//! In-process snippet store with expiry and a listing page limit.

use std::collections::BTreeMap;
use std::sync::{Arc, RwLock, RwLockReadGuard, RwLockWriteGuard};
use std::time::{Duration, Instant};

use crate::store::{Clock, Listing, SnippetStore, SystemClock};
use crate::{SnippetId, StoreError, StoreResult};

/// Attempts at drawing an unused id before giving up.
const MAX_ID_ATTEMPTS: usize = 16;

/// Tuning knobs for [`MemoryStore`].
#[derive(Debug, Clone, PartialEq, Eq)]
pub struct StoreConfig {
    /// How long a snippet lives after it is saved
    pub ttl: Duration,
    /// Maximum ids returned by one `list` call
    pub list_limit: usize,
    /// Length of generated ids
    pub id_length: usize,
}

impl Default for StoreConfig {
    fn default() -> Self {
        Self {
            ttl: Duration::from_secs(60 * 60 * 24 * 30),
            list_limit: 1000,
            id_length: 8,
        }
    }
}

#[derive(Debug, Clone)]
struct Entry {
    text: String,
    expires_at: Instant,
}

/// A [`SnippetStore`] backed by an in-memory ordered map.
///
/// Ids are listed in lexicographic order. Expired entries are dropped
/// lazily, whenever an operation touches them.
pub struct MemoryStore {
    entries: RwLock<BTreeMap<SnippetId, Entry>>,
    config: StoreConfig,
    clock: Arc<dyn Clock>,
}

impl MemoryStore {
    pub fn new(config: StoreConfig) -> Self {
        Self::with_clock(config, Arc::new(SystemClock))
    }

    pub fn with_clock(config: StoreConfig, clock: Arc<dyn Clock>) -> Self {
        Self {
            entries: RwLock::new(BTreeMap::new()),
            config,
            clock,
        }
    }

    pub fn config(&self) -> &StoreConfig {
        &self.config
    }

    /// Number of live (unexpired) entries.
    pub fn len(&self) -> StoreResult<usize> {
        let now = self.clock.now();
        Ok(self.read()?.values().filter(|e| e.expires_at > now).count())
    }

    pub fn is_empty(&self) -> StoreResult<bool> {
        Ok(self.len()? == 0)
    }

    fn read(&self) -> StoreResult<RwLockReadGuard<'_, BTreeMap<SnippetId, Entry>>> {
        self.entries
            .read()
            .map_err(|_| StoreError::Backend("store lock poisoned".to_string()))
    }

    fn write(&self) -> StoreResult<RwLockWriteGuard<'_, BTreeMap<SnippetId, Entry>>> {
        self.entries
            .write()
            .map_err(|_| StoreError::Backend("store lock poisoned".to_string()))
    }
}

impl Default for MemoryStore {
    fn default() -> Self {
        Self::new(StoreConfig::default())
    }
}

impl SnippetStore for MemoryStore {
    fn save(&self, text: &str) -> StoreResult<SnippetId> {
        let now = self.clock.now();
        let mut entries = self.write()?;
        entries.retain(|_, e| e.expires_at > now);

        for _ in 0..MAX_ID_ATTEMPTS {
            let id = SnippetId::generate(self.config.id_length);
            if entries.contains_key(&id) {
                continue;
            }
            entries.insert(
                id.clone(),
                Entry {
                    text: text.to_string(),
                    expires_at: now + self.config.ttl,
                },
            );
            tracing::debug!(%id, bytes = text.len(), "snippet saved");
            return Ok(id);
        }

        Err(StoreError::Backend("could not allocate an unused id".to_string()))
    }

    fn get(&self, id: &SnippetId) -> StoreResult<String> {
        let now = self.clock.now();
        {
            let entries = self.read()?;
            match entries.get(id) {
                Some(entry) if entry.expires_at > now => return Ok(entry.text.clone()),
                Some(_) => {}
                None => return Err(StoreError::NotFound),
            }
        }

        // Present but expired.
        self.write()?.remove(id);
        tracing::debug!(%id, "snippet expired");
        Err(StoreError::NotFound)
    }

    fn delete(&self, id: &SnippetId) -> StoreResult<()> {
        let removed = self.write()?.remove(id).is_some();
        tracing::debug!(%id, removed, "snippet deleted");
        Ok(())
    }

    fn list(&self) -> StoreResult<Listing> {
        let now = self.clock.now();
        let mut entries = self.write()?;
        entries.retain(|_, e| e.expires_at > now);

        let ids: Vec<SnippetId> = entries
            .keys()
            .take(self.config.list_limit)
            .cloned()
            .collect();
        let complete = entries.len() <= self.config.list_limit;

        Ok(Listing { ids, complete })
    }
}
//! An editing session: the live text, its last highlight, and the shared
//! snippet it was loaded from.

use std::sync::Arc;

use snipmark_highlight::{Highlighted, Highlighter, InputStats, Vocabulary};
use snipmark_store::{SnippetId, SnippetService};

use crate::{CoreError, CoreResult};

/// State behind one editor pane.
#[derive(Debug)]
pub struct HighlightSession {
    text: String,
    loaded: Option<SnippetId>,
    service: SnippetService,
    vocabulary: Arc<Vocabulary>,
    last: Highlighted,
}

impl HighlightSession {
    pub fn new(service: SnippetService, vocabulary: Arc<Vocabulary>) -> Self {
        Self {
            text: String::new(),
            loaded: None,
            service,
            vocabulary,
            last: Highlighted::default(),
        }
    }

    pub fn text(&self) -> &str {
        &self.text
    }

    /// Replaces the live text. The previous highlight stays until
    /// [`highlight`](Self::highlight) runs again.
    pub fn set_text(&mut self, text: impl Into<String>) {
        self.text = text.into();
    }

    /// Line and character counts of the live text.
    pub fn input_stats(&self) -> InputStats {
        InputStats::measure(&self.text)
    }

    /// Highlights the live text and keeps the result.
    pub fn highlight(&mut self) -> &Highlighted {
        self.last = Highlighter::new(&self.vocabulary).highlight(&self.text);
        &self.last
    }

    /// The most recent highlight result.
    pub fn last(&self) -> &Highlighted {
        &self.last
    }

    pub fn loaded_id(&self) -> Option<&SnippetId> {
        self.loaded.as_ref()
    }

    /// Whether there is a loaded snippet to delete.
    pub fn can_delete(&self) -> bool {
        self.loaded.is_some()
    }

    /// Shares the live text. The new id becomes the loaded snippet.
    pub fn save(&mut self) -> CoreResult<SnippetId> {
        let id = self.service.save(&self.text)?;
        self.loaded = Some(id.clone());
        Ok(id)
    }

    /// Loads a shared snippet and highlights it.
    ///
    /// On failure the session is cleared, so a bad link never leaves stale
    /// text on screen.
    pub fn load(&mut self, id: &str) -> CoreResult<&Highlighted> {
        match self.service.get(id) {
            Ok(text) => {
                self.text = text;
                self.loaded = SnippetId::new(id);
                Ok(self.highlight())
            }
            Err(e) => {
                tracing::warn!(id, "Failed to load snippet: {}", e);
                self.clear();
                Err(e.into())
            }
        }
    }

    /// Deletes the loaded snippet and clears the session.
    pub fn delete_loaded(&mut self) -> CoreResult<SnippetId> {
        let id = self.loaded.as_ref().ok_or(CoreError::NothingLoaded)?;
        let deleted = self.service.delete(id.as_str())?;
        self.clear();
        Ok(deleted)
    }

    /// Empties the text, the highlight, and the loaded id.
    pub fn clear(&mut self) {
        self.text.clear();
        self.loaded = None;
        self.last = Highlighted::default();
    }

    /// Link that opens the loaded snippet, e.g. `https://host/?id=ab12cd34`.
    pub fn share_url(&self, base: &str) -> Option<String> {
        self.loaded
            .as_ref()
            .map(|id| format!("{}/?id={}", base.trim_end_matches('/'), id))
    }
}

#[cfg(test)]
mod tests {
    use super::*;
    use snipmark_store::{MemoryStore, StoreError};

    fn session() -> HighlightSession {
        HighlightSession::new(
            SnippetService::new(Arc::new(MemoryStore::default())),
            Arc::new(Vocabulary::default()),
        )
    }

    #[test]
    fn test_highlight_live_text() {
        let mut session = session();
        session.set_text("const r = parse(src);");
        assert_eq!(session.last(), &Highlighted::default());

        let result = session.highlight();
        assert_eq!(result.stats.keyword_count, 1);
        assert_eq!(result.stats.function_count, 1);
        assert_eq!(session.input_stats().chars, 21);
    }

    #[test]
    fn test_save_then_load() {
        let mut session = session();
        session.set_text("let a = 1;");
        let id = session.save().unwrap();
        assert_eq!(session.loaded_id(), Some(&id));
        assert!(session.can_delete());

        session.clear();
        assert!(!session.can_delete());

        let loaded = session.load(id.as_str()).unwrap();
        assert_eq!(loaded.stats.keyword_count, 1);
        assert_eq!(session.text(), "let a = 1;");
        assert_eq!(session.loaded_id(), Some(&id));
    }

    #[test]
    fn test_failed_load_clears_session() {
        let mut session = session();
        session.set_text("let a = 1;");
        session.highlight();

        let err = session.load("nope").unwrap_err();
        assert!(matches!(err, CoreError::Store(StoreError::NotFound)));
        assert_eq!(session.text(), "");
        assert_eq!(session.last(), &Highlighted::default());
        assert!(session.loaded_id().is_none());
    }

    #[test]
    fn test_delete_loaded() {
        let mut session = session();
        assert!(matches!(session.delete_loaded(), Err(CoreError::NothingLoaded)));

        session.set_text("return x;");
        let id = session.save().unwrap();
        assert_eq!(session.delete_loaded().unwrap(), id);
        assert_eq!(session.text(), "");
        assert!(session.load(id.as_str()).is_err());
    }

    #[test]
    fn test_save_blank_text() {
        let mut session = session();
        session.set_text("   ");
        assert!(matches!(
            session.save(),
            Err(CoreError::Store(StoreError::EmptyInput))
        ));
        assert!(session.loaded_id().is_none());
    }

    #[test]
    fn test_unconfigured_store() {
        let mut session =
            HighlightSession::new(SnippetService::unconfigured(), Arc::new(Vocabulary::default()));
        session.set_text("x");
        assert!(matches!(
            session.save(),
            Err(CoreError::Store(StoreError::StoreUnavailable))
        ));
    }

    #[test]
    fn test_share_url() {
        let mut session = session();
        assert_eq!(session.share_url("https://snip.example"), None);
        session.set_text("x");
        let id = session.save().unwrap();
        assert_eq!(
            session.share_url("https://snip.example/").unwrap(),
            format!("https://snip.example/?id={}", id)
        );
    }
}
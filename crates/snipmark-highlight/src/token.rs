//! Token classes and the segment stream the passes rewrite.
//!
//! ## Learning: Segments Instead of Markup Strings
//!
//! Each pass conceptually turns text into "text with some spans wrapped".
//! Rather than splicing `<span>` tags into a `String` and letting the next
//! pass run its patterns over those tags, the stream keeps wrapped spans as
//! separate values. A pass only ever sees `PlainText` segments, so a
//! keyword pass can never match the `class` attribute of an earlier wrap.

use serde::Serialize;

/// Lexical category attached to a span of output.
#[derive(Debug, Clone, Copy, PartialEq, Eq, Hash, Serialize)]
#[serde(rename_all = "snake_case")]
pub enum TokenClass {
    Comment,
    String,
    Number,
    PlatformGlobal,
    Keyword,
    FunctionName,
    Bracket,
    Operator,
    PlainText,
}

impl TokenClass {
    /// Returns the CSS class used when rendering this token, if it is wrapped at all.
    pub fn css_class(&self) -> Option<&'static str> {
        match self {
            TokenClass::Comment => Some("comment"),
            TokenClass::String => Some("string"),
            TokenClass::Number => Some("number"),
            TokenClass::PlatformGlobal => Some("workers-specific"),
            TokenClass::Keyword => Some("keyword"),
            TokenClass::FunctionName => Some("function"),
            TokenClass::Bracket => Some("bracket"),
            TokenClass::Operator => Some("operator"),
            TokenClass::PlainText => None,
        }
    }

    pub fn is_plain(&self) -> bool {
        matches!(self, TokenClass::PlainText)
    }
}

/// A run of escaped text carrying a single class label.
#[derive(Debug, Clone, PartialEq, Eq)]
pub struct Segment {
    pub class: TokenClass,
    pub text: String,
}

impl Segment {
    pub fn new(class: TokenClass, text: impl Into<String>) -> Self {
        Self {
            class,
            text: text.into(),
        }
    }

    pub fn plain(text: impl Into<String>) -> Self {
        Self::new(TokenClass::PlainText, text)
    }
}

/// Ordered sequence of segments produced by the pass pipeline.
///
/// Adjacent plain segments are always merged and empty segments are
/// dropped, so a plain segment is never split by anything but a wrap.
#[derive(Debug, Clone, Default, PartialEq, Eq)]
pub struct SegmentStream {
    segments: Vec<Segment>,
}

impl SegmentStream {
    pub fn new() -> Self {
        Self::default()
    }

    /// Creates a stream holding a single unclassified segment.
    pub fn from_plain(text: impl Into<String>) -> Self {
        let mut stream = Self::new();
        stream.push(Segment::plain(text));
        stream
    }

    /// Appends a segment, merging it into a preceding plain segment when possible.
    pub fn push(&mut self, segment: Segment) {
        if segment.text.is_empty() {
            return;
        }
        if segment.class.is_plain() {
            if let Some(last) = self.segments.last_mut() {
                if last.class.is_plain() {
                    last.text.push_str(&segment.text);
                    return;
                }
            }
        }
        self.segments.push(segment);
    }

    pub fn push_plain(&mut self, text: &str) {
        self.push(Segment::plain(text));
    }

    pub fn push_wrapped(&mut self, class: TokenClass, text: &str) {
        self.push(Segment::new(class, text));
    }

    pub fn segments(&self) -> &[Segment] {
        &self.segments
    }

    pub fn iter(&self) -> std::slice::Iter<'_, Segment> {
        self.segments.iter()
    }

    pub fn len(&self) -> usize {
        self.segments.len()
    }

    pub fn is_empty(&self) -> bool {
        self.segments.is_empty()
    }

    /// Number of segments labelled with `class`.
    pub fn count(&self, class: TokenClass) -> usize {
        self.segments.iter().filter(|s| s.class == class).count()
    }

    /// Concatenated text of every segment, without any wrapping.
    pub fn text(&self) -> String {
        self.segments.iter().map(|s| s.text.as_str()).collect()
    }

    /// Rebuilds the stream, handing every plain segment to `rewrite`.
    ///
    /// Classified segments are copied through untouched; this is what gives
    /// earlier passes precedence over later ones.
    pub fn rewrite_plain<F>(self, mut rewrite: F) -> Self
    where
        F: FnMut(&str, &mut SegmentStream),
    {
        let mut out = SegmentStream::new();
        for segment in self.segments {
            if segment.class.is_plain() {
                rewrite(&segment.text, &mut out);
            } else {
                out.push(segment);
            }
        }
        out
    }
}

impl<'a> IntoIterator for &'a SegmentStream {
    type Item = &'a Segment;
    type IntoIter = std::slice::Iter<'a, Segment>;

    fn into_iter(self) -> Self::IntoIter {
        self.segments.iter()
    }
}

+-------+

- What to work on
Once you have located every line with the word "struct" in the material above, list those lines.

- Response to the exercise
pub struct StoreConfig {
struct Entry {
pub struct MemoryStore {
pub struct HighlightSession {
pub struct Segment {
pub struct SegmentStream {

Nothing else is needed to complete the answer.